I cooked my first turkey this Thanksgiving, after a 16 hour stint in a brine bath based on the Bon Appetit recipe here (I omitted the mushrooms, replaced the scallions with leeks, doubled the star anise, added some cider vinegar and increased the brown sugar a little).
It was, to my surprise, ridiculously delicious and not a bad looker either. I definitely recommend cooking the bird "upside-down" ie: breast-side-down, for the first hour (and contrary to the Bon Appétit recipe, I had the oven at 475 for the first hour as well). Luckily my neighbors are quite far away and presumably are sleeping at 4:30 am, as I woke up with vivid visions of a bear on the porch opening the cooler (giant bird's home for the night before Thanksgiving) and stealing the 17-pounder. I lept up from bed and ran outside, not bothering to stop for clothing nor weapons to fight off aforementioned visualized bear. Alas, I found the beast pleasantly soaking up its delectable liquid... And then began the wrastling in order to achieve this:
There was some pretty involved maneuvering going on (luckily not at 4:30 am with a bear) between removal from brine and time to put this beast in the oven. My woodsman had gone off to plow the 10 inches of snow blanketing the driveway and I was left alone with a major job ahead of me. Unfortunately I needed both of my hands and couldn't adequately document the "procedure"... it was convenient that the cooler had wheels (why we have a cooler with wheels I don't know... or don't remember... could have had something to do with this mission...
(the first and last Walmart journey that ever needs to occur... in preparation for the memorable White Trash New Years Extravaganza of 2010)
So I took the bird out of its sweet rolling cooler bath and spent about 20 minutes drying the thing off as best as I could. To my dismay, the thing looked haggard... I actually might complain to Misty Knoll Farms... the tail had a slice in it, the skin appeared to be shedding off the meat... it was a bad scene. I pulled out a fancy French "Kitchen Essentials" book and consulted the trussing department... and then decided I didn't like how that looked and proceeded to do my own version with some kitchen twine. Conclusion: truss-schmuss, fancy-schmancy French book schmook - it is easier and quicker to wing it. Just make sure you have an extra long piece of string.

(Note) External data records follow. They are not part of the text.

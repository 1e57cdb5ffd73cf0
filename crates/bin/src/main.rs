//! Arkiva Outbox Relay
//!
//! Headless worker that relays committed business events from the outbox
//! table to the message broker, exactly-once-in-effect.

mod config;

use std::sync::Arc;

use arkiva_relay_infrastructure::messaging::{NatsConfig, NatsPublisher};
use arkiva_relay_infrastructure::persistence::PostgresOutboxStore;
use arkiva_relay_infrastructure::relay::{MessageDispatcher, RelayProcessor, RelayWorker};
use clap::Parser;
use config::RelayConfig;
use sqlx::postgres::PgPoolOptions;
use tracing::info;

/// CLI arguments for arkiva-relay
#[derive(clap::Parser, Debug)]
#[command(name = "arkiva-relay")]
#[command(version = env!("CARGO_PKG_VERSION"))]
#[command(about = "Arkiva outbox relay worker", long_about = None)]
struct Args {
    /// Enable debug logging
    #[arg(short, long)]
    debug: bool,
}

#[tokio::main]
async fn main() -> anyhow::Result<()> {
    let args = Args::parse();

    setup_logging(args.debug);

    // Configuration errors are fatal here, before anything touches the
    // network.
    let config = RelayConfig::load()?;

    let pool = PgPoolOptions::new()
        .max_connections(config.database_max_connections)
        .connect(config.require_database_url()?)
        .await?;

    let store = Arc::new(PostgresOutboxStore::new(pool));
    store.run_migrations().await?;

    let router = config.topic_router();
    let publisher = NatsPublisher::connect(NatsConfig::with_url(config.require_broker_url()?)).await?;
    for topic in router.topics() {
        publisher.ensure_stream(topic).await?;
    }

    let dispatcher = MessageDispatcher::new(router, Arc::new(publisher));
    let processor = Arc::new(RelayProcessor::new(store, dispatcher, config.retry_policy()));
    let worker = RelayWorker::new(processor, config.worker_config());

    let handle = {
        let worker = worker.clone();
        tokio::spawn(async move { worker.run().await })
    };

    tokio::signal::ctrl_c().await?;
    info!("Shutting down gracefully...");
    worker.shutdown();
    handle.await?;

    Ok(())
}

/// Setup logging based on debug flag.
fn setup_logging(debug: bool) {
    use tracing_subscriber::{EnvFilter, FmtSubscriber};

    let level = if debug { "debug" } else { "info" };
    let env_filter = EnvFilter::try_from_default_env().unwrap_or_else(|_| EnvFilter::new(level));

    let subscriber = FmtSubscriber::builder()
        .with_env_filter(env_filter)
        .with_target(true)
        .finish();

    tracing::subscriber::set_global_default(subscriber).expect("Failed to set tracing subscriber");
}
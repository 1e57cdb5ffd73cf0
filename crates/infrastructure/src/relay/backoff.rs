//! Retry backoff schedule.
//!
//! A pure function of the attempt number: the delay doubles from the
//! initial value and is capped at the maximum. No state, no jitter — the
//! schedule is exact and testable.

use std::time::Duration;

/// Delay to wait after the given failed attempt (1-based).
///
/// `backoff_delay(1, 200ms, 3s) == 200ms`, attempt 2 waits 400ms, and so
/// on, saturating at `max`.
pub fn backoff_delay(attempt: u32, initial: Duration, max: Duration) -> Duration {
    let exponent = attempt.saturating_sub(1).min(32);
    let delay = initial.saturating_mul(2u32.saturating_pow(exponent));
    delay.min(max)
}
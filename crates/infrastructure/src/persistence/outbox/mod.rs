//! PostgreSQL outbox persistence.

pub mod postgres;
pub mod postgres_dlq;

pub use postgres::PostgresOutboxStore;
pub use postgres_dlq::PostgresDeadLetterStore;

Originally, when I had started thinking about Thanksgiving (like two days beforehand) I wasn't going to bother with turkey; not that turkey doesn't have potential – but in my 30 years of thanksgivings – ok I probably didn't have any turk for the first couple... and I did live in foreign countries where they don't try to reenact weird pilgrim legends that are realistically most likely just another tall-tale scribed by the whitest, richest historians of the era, for another couple of those years, so I've probably participated in eating 25 of the giant birds. The point is – in all honesty, the delicious factor never-ever comes close to comparing to that of our off-the-charts chickens (Bliss Ridge "yard birds")... And the freezer is full of them because we raised 50 of them this past summer... And killed 49 (I don't know what happened to #50...)

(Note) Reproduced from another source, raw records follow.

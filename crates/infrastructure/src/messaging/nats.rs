//! NATS JetStream publisher.
//!
//! Implements the broker publisher port on NATS JetStream. Each publish
//! carries a `Nats-Msg-Id` header set to the envelope id, so the stream's
//! duplicate window gives idempotent-producer semantics, and the call only
//! returns once the JetStream acknowledgment arrives — a genuine
//! durability guarantee, not a send-attempted signal.
//!
//! # Subject Mapping
//!
//! Messages are published to `{topic}.{key}`. JetStream preserves order
//! per subject, so all events for one aggregate id are observed in
//! publish order, exactly as a partitioned broker would order them by
//! partition key.

use arkiva_relay_domain::broker::{BrokerPublisher, PublishError};
use async_nats::jetstream::Context as JetStreamContext;
use async_nats::jetstream::stream::Config as StreamConfig;
use async_nats::ConnectOptions;
use async_trait::async_trait;
use serde::{Deserialize, Serialize};
use std::time::Duration;
use tracing::{debug, info};

/// NATS connection configuration.
#[derive(Debug, Clone, Serialize, Deserialize)]
pub struct NatsConfig {
    /// NATS server URLs
    #[serde(default = "default_urls")]
    pub urls: Vec<String>,
    /// Connection timeout in seconds
    #[serde(default = "default_connect_timeout")]
    pub connection_timeout_secs: u64,
    /// Request timeout in seconds (None = no timeout)
    #[serde(default = "default_request_timeout")]
    pub request_timeout_secs: Option<u64>,
    /// Max reconnection attempts (None = infinite)
    #[serde(default = "default_max_reconnects")]
    pub max_reconnects: Option<usize>,
    /// Client connection name
    #[serde(default)]
    pub name: Option<String>,
    /// JetStream duplicate-detection window in seconds
    #[serde(default = "default_duplicate_window")]
    pub duplicate_window_secs: u64,
}

impl Default for NatsConfig {
    fn default() -> Self {
        Self {
            urls: default_urls(),
            connection_timeout_secs: default_connect_timeout(),
            request_timeout_secs: default_request_timeout(),
            max_reconnects: default_max_reconnects(),
            name: Some("arkiva-relay".to_string()),
            duplicate_window_secs: default_duplicate_window(),
        }
    }
}

fn default_urls() -> Vec<String> {
    vec!["nats://localhost:4222".to_string()]
}

const fn default_connect_timeout() -> u64 {
    5
}

fn default_request_timeout() -> Option<u64> {
    Some(30)
}

fn default_max_reconnects() -> Option<usize> {
    Some(5)
}

const fn default_duplicate_window() -> u64 {
    120
}

impl NatsConfig {
    /// Build a config pointing at a single URL, defaults elsewhere.
    pub fn with_url(url: impl Into<String>) -> Self {
        Self {
            urls: vec![url.into()],
            ..Self::default()
        }
    }

    /// Returns the primary URL for connection
    pub fn primary_url(&self) -> &str {
        self.urls
            .first()
            .map(|s| s.as_str())
            .unwrap_or("nats://localhost:4222")
    }
}

/// JetStream-backed broker publisher.
#[derive(Clone)]
pub struct NatsPublisher {
    jetstream: JetStreamContext,
    duplicate_window: Duration,
}

impl NatsPublisher {
    /// Connect to NATS and create a JetStream publisher.
    ///
    /// # Errors
    /// Returns an error if connection to NATS fails.
    pub async fn connect(config: NatsConfig) -> Result<Self, PublishError> {
        let mut connect_options = ConnectOptions::default()
            .connection_timeout(Duration::from_secs(config.connection_timeout_secs));

        if let Some(timeout_secs) = config.request_timeout_secs {
            connect_options =
                connect_options.request_timeout(Some(Duration::from_secs(timeout_secs)));
        }

        if let Some(name) = &config.name {
            connect_options = connect_options.name(name);
        }

        if let Some(max_reconnects) = config.max_reconnects {
            connect_options = connect_options.max_reconnects(max_reconnects);
        }

        let client = async_nats::connect_with_options(config.primary_url(), connect_options)
            .await
            .map_err(|e| PublishError::Connection(e.to_string()))?;

        let jetstream = async_nats::jetstream::new(client);

        info!(url = %config.primary_url(), "Connected to NATS");

        Ok(Self {
            jetstream,
            duplicate_window: Duration::from_secs(config.duplicate_window_secs),
        })
    }

    /// Ensure the JetStream stream for a topic exists.
    ///
    /// The stream captures `{topic}.>` so every per-aggregate subject
    /// lands in it, with the duplicate window enabling `Nats-Msg-Id`
    /// deduplication.
    pub async fn ensure_stream(&self, topic: &str) -> Result<(), PublishError> {
        let stream_name = stream_name_for_topic(topic);

        self.jetstream
            .get_or_create_stream(StreamConfig {
                name: stream_name.clone(),
                subjects: vec![format!("{topic}.>")],
                duplicate_window: self.duplicate_window,
                ..Default::default()
            })
            .await
            .map_err(|e| PublishError::Connection(e.to_string()))?;

        debug!(stream = %stream_name, topic = %topic, "Stream ready");
        Ok(())
    }
}

/// Stream names may not contain subject separators.
fn stream_name_for_topic(topic: &str) -> String {
    topic.replace('.', "_").to_uppercase()
}

#[async_trait]
impl BrokerPublisher for NatsPublisher {
    async fn publish(
        &self,
        topic: &str,
        key: &str,
        message_id: &str,
        payload: Vec<u8>,
    ) -> Result<(), PublishError> {
        let subject = format!("{topic}.{key}");

        let mut headers = async_nats::HeaderMap::new();
        headers.insert("Nats-Msg-Id", message_id);

        let ack = self
            .jetstream
            .publish_with_headers(subject, headers, payload.into())
            .await
            .map_err(|e| PublishError::Publish(e.to_string()))?;

        // The publish future resolves on send; the ack future resolves
        // once JetStream has durably accepted the message.
        ack.await
            .map_err(|e| PublishError::Acknowledgment(e.to_string()))?;

        Ok(())
    }
}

AND I don't think that any inkling of pride I feel for being brave and unsqueamish of the day of death, has anything to do with the sublime flavor profile of the meat...

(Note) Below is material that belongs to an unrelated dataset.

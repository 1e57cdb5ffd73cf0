//! Messaging adapters (NATS JetStream via async-nats).

pub mod nats;

pub use nats::{NatsConfig, NatsPublisher};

Ok so maybe theres something to the fact that a splash of Rolling Rock may have made its way into a drumstick or two...
But those birds did live a blissful 11 weeks roaming around up here eating bugs and grass and organic grain and drinking Bliss Ridge spring water... not a bad life...
And then we ended it.
While outfitted in T-shirts we felt were fitting to the task at hand.
We enlisted the help of some enthusiastic friends...
And got right to work...
(Warning: for those of you who answer the question "where does meat come from?" with "the store", you may find the following to be slightly mind-bending and reality-altering... and maybe a wee bit graphic for your taste...)
There was a 7:30 debriefing
which covered general anatomy of the chicken, as well as volunteers being warned of the consequences of using the hose in an unorthodox fashion...
We do everything by the book, clearly
Locked and loaded...
Assemble the killing cones
Is that morbid? I think I am desensitized... Hey, I'll challenge you to look after 50 chickens and then tell me that (after they grow feathers and instantly switch from cute fuzzy yellow creature to vermin) you don't visualize the beautiful sight of a freezer full of neat carcass-containing ziplocs every single day.
We have clearly developed some good visualization techniques.
Speaking of technique
You would never believe it but this man had never participated in a blood-bath prior to this memorable morning! And he is beaming! Observe the joy.
You too, could transform from a 'meat-in-a-package-no-this-beast-was-never-alive-I-don't-wanna-think-about-what-nasty-hormones-or-chemicals-were-involved-in-raising-this-"food"-kinda guy/gal' to a 'Bad-ass Backyard Bird Slayer' or at least a supporter of such backyard bird slayers (ie: your local farmer)... I'd like you to trust me with regard to the fact that consuming random supermarket meat is not a good idea – or furthermore nonorganic meat in general. You do not have to be a health-nut or an environmentalist or an outspoken extremist or a hippy or rich or even have a lot of land, or have any idea how to garden (it is easy, see potato example here) to believe in clean, home(or local farmer-)grown food. There are a lot of radical variables in the environment that effect the length and awesomeness potential of our lives, that we can't control on an immediate level, but we can certainly control what we put in our mouths... and that is HUGE . So do the best thing you can do and grow/buy FOOD (hint: "FOOD" is perishable, does not incorporate ingredients that you can't pronounce and does not live inside a package for long – ie: most of the stuff on the shelves of the supermarket is not FOOD)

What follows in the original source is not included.